Re: [PATCH 08/10] mm, oom: task_will_free_mem should skip oom_reaped tasks

From: Michal Hocko
Date: Fri Jun 17 2016 - 08:57:01 EST


On Fri 17-06-16 20:35:38, Tetsuo Handa wrote:
> Michal Hocko wrote:
> > From: Michal Hocko <mhocko@xxxxxxxx>
> >
> > 0-day robot has encountered the following:
> > [ 82.694232] Out of memory: Kill process 3914 (trinity-c0) score 167 or sacrifice child
> > [ 82.695110] Killed process 3914 (trinity-c0) total-vm:55864kB, anon-rss:1512kB, file-rss:1088kB, shmem-rss:25616kB
> > [ 82.706724] oom_reaper: reaped process 3914 (trinity-c0), now anon-rss:0kB, file-rss:0kB, shmem-rss:26488kB
> > [ 82.715540] oom_reaper: reaped process 3914 (trinity-c0), now anon-rss:0kB, file-rss:0kB, shmem-rss:26900kB
> > [ 82.717662] oom_reaper: reaped process 3914 (trinity-c0), now anon-rss:0kB, file-rss:0kB, shmem-rss:26900kB
> > [ 82.725804] oom_reaper: reaped process 3914 (trinity-c0), now anon-rss:0kB, file-rss:0kB, shmem-rss:27296kB
> > [ 82.739091] oom_reaper: reaped process 3914 (trinity-c0), now anon-rss:0kB, file-rss:0kB, shmem-rss:28148kB
> >
> > oom_reaper is trying to reap the same task again and again. This
> > is possible only when the oom killer is bypassed because of
> > task_will_free_mem because we skip over tasks with MMF_OOM_REAPED
> > already set during select_bad_process. Teach task_will_free_mem to skip
> > over MMF_OOM_REAPED tasks as well because they will be unlikely to free
> > anything more.
>
> I agree that we need to prevent same mm from being selected forever. But I
> feel worried about this patch. We are reaching a stage what purpose we set
> TIF_MEMDIE for. mark_oom_victim() sets TIF_MEMDIE on a thread with oom_lock
> held. Thus, if a mm which the TIF_MEMDIE thread is using is reapable (likely
> yes), __oom_reap_task() will likely be the next thread which will get that lock
> because __oom_reap_task() uses mutex_lock(&oom_lock) whereas other threads
> using that mm use mutex_trylock(&oom_lock). As a result, regarding CONFIG_MMU=y
> kernels, I guess that
>
> if (task_will_free_mem(current)) {
>
> shortcut in out_of_memory() likely becomes an useless condition. Since the OOM
> reaper will quickly reap mm and set MMF_OOM_REAPED on that mm and clear
> TIF_MEMDIE, other threads using that mm will fail to get TIF_MEMDIE (because
> task_will_free_mem() will start returning false due to this patch) and proceed
> to next OOM victim selection.

I suspect you are overthinking this. Just try to imagine what would have
to happen in order to get another victim:

CPU1 CPU2
__alloc_pages_slowpath
__alloc_pages_may_oom
mutex_lock(oom_lock)
out_of_memory
task_will_free_mem
mark_oom_victim
wake_oom_reaper
__oom_reap_task
mutex_unlock(oom_lock)
mutex_lock(oom_lock)
unmap_page_range # For all VMAs
tlb_finish_mmu
set_bit(MMF_OOM_REAPED)
mutex_unlock(oom_lock)

<back in allocator with access to memory reserves>

__alloc_pages_may_oom
mutex_lock()
out_of_memory
exit_oom_victim
task_will_free_mem # False

There will a large window when the current will have TIF_MEMDIE and
there will be memory freed by the oom reaper to get us out of the
mess. Even if that wasn't the case and the address space is not really
reapable then the victim had quite some time to use memory reserves and
move on. And if even that didn't help then it is really hard to judge
whether the victim would benefit from more time.

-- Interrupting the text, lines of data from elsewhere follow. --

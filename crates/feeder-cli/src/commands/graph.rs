use std::fs;
use std::path::Path;

use anyhow::{Context, Result};
use feeder_cli::OutputFormat;
use feeder_core::Topology;
use tracing::info;

use super::load_model;

pub fn handle(input: &Path, dot: Option<&Path>, format: OutputFormat) -> Result<()> {
    let doc = load_model(input)?;
    let topology = Topology::build(&doc).context("building feeder topology")?;
    let stats = topology.stats();

    match format {
        OutputFormat::Plain => {
            println!("Topology statistics for {}:", input.display());
            println!("  Objects       : {}", stats.object_count);
            println!("  Edges         : {}", stats.edge_count);
            println!("  Components    : {}", stats.components);
            println!("  Roots         : {}", stats.roots);
            println!("  Max fan-out   : {}", stats.max_fan_out);
            for root in topology.roots() {
                println!(
                    "  root {} (fan-out {})",
                    doc.describe(root),
                    topology.fan_out(root)
                );
            }
        }
        OutputFormat::Json => {
            println!("{}", serde_json::to_string_pretty(&stats)?);
        }
    }

    if let Some(path) = dot {
        fs::write(path, topology.to_dot(&doc))
            .with_context(|| format!("writing {}", path.display()))?;
        info!("Wrote Graphviz topology to {}", path.display());
    }
    Ok(())
}
//! Provenance stamp written into transformed documents.

use std::env;

use chrono::{DateTime, Local};
use tracing::debug;

use crate::document::{Document, Item};
use crate::error::{FeederError, FeederResult};

/// Who changed a document, when, and with which commands.
#[derive(Debug, Clone)]
pub struct Signature {
    pub tool: String,
    pub version: String,
    pub source: Option<String>,
    pub destination: Option<String>,
    pub user: String,
    pub timestamp: DateTime<Local>,
    pub commands: Vec<String>,
}

impl Signature {
    pub fn new(tool: impl Into<String>, version: impl Into<String>) -> Self {
        Self {
            tool: tool.into(),
            version: version.into(),
            source: None,
            destination: None,
            user: "unknown".to_string(),
            timestamp: Local::now(),
            commands: Vec::new(),
        }
    }

    /// Signature for the current user (`USER` / `USERNAME`) at the current local time.
    pub fn current(tool: impl Into<String>, version: impl Into<String>) -> Self {
        let mut signature = Self::new(tool, version);
        if let Some(user) = env::var("USER")
            .ok()
            .or_else(|| env::var("USERNAME").ok())
            .filter(|u| !u.trim().is_empty())
        {
            signature.user = user;
        }
        signature
    }

    pub fn with_source(mut self, source: impl Into<String>) -> Self {
        self.source = Some(source.into());
        self
    }

    pub fn with_destination(mut self, destination: impl Into<String>) -> Self {
        self.destination = Some(destination.into());
        self
    }

    pub fn with_user(mut self, user: impl Into<String>) -> Self {
        self.user = user.into();
        self
    }

    pub fn with_commands<I, S>(mut self, commands: I) -> Self
    where
        I: IntoIterator<Item = S>,
        S: Into<String>,
    {
        self.commands = commands.into_iter().map(Into::into).collect();
        self
    }

    /// The comment block inserted by [`Document::sign`].
    pub fn lines(&self) -> Vec<String> {
        let mut lines = vec![
            format!("// Generated by {} {}", self.tool, self.version),
            format!(
                "// Source: {}",
                self.source.as_deref().unwrap_or("(new document)")
            ),
            format!(
                "// Destination: {}",
                self.destination.as_deref().unwrap_or("(not written)")
            ),
            format!(
                "// Signed by {} on {}",
                self.user,
                self.timestamp.format("%Y-%m-%d %H:%M:%S")
            ),
        ];
        if self.commands.is_empty() {
            lines.push("// No commands given".to_string());
        } else {
            lines.push("// Commands applied:".to_string());
            lines.extend(self.commands.iter().map(|c| format!("//   {c}")));
        }
        lines
    }
}

impl Document {
    /// Insert the signature block before the first item that is neither a
    /// blank line nor a comment.
    pub fn sign(&mut self, signature: &Signature) -> FeederResult<()> {
        let anchor = self
            .items()
            .iter()
            .position(|item| !item.is_blank_or_comment())
            .ok_or(FeederError::SignAnchorMissing)?;
        let items = self.items_mut();
        for (offset, line) in signature.lines().into_iter().enumerate() {
            items.insert(anchor + offset, Item::Text(line));
        }
        debug!(anchor, user = %signature.user, "signed document");
        Ok(())
    }
}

That being said even if the TIF_MEMDIE wouldn't be used (which is
unlikely because tearing down the address space is likely to take some
time) then the reaper will be freeing memory in the background to help
get away from OOM.

Or did you have any other scenario in mind?

> The comment

> * That thread will now get access to memory reserves since it has a
> * pending fatal signal.
>
> in oom_kill_process() became almost dead. Since we need a short delay in order
> to allow get_page_from_freelist() to allocate from memory reclaimed by
> __oom_reap_task(), this patch might increase possibility of excessively
> preventing OOM-killed threads from using ALLOC_NO_WATERMARKS via TIF_MEMDIE
> and increase possibility of needlessly selecting next OOM victim.

It seems that you are assuming that the oom reaper will not reclaim much
memory. Even if that was the case (e.g. large amount of memory which is
not not directly bound to mm like socket and other kernel buffers but
even then this would be hardly a new problem introduced by this patch
because many of those resources are deallocated past exit_mm).

> So, maybe we shouldn't let this shortcut to return false as soon as
> MMF_OOM_REAPED is set.

What would be an alternative?

--
Michal Hocko
SUSE Labs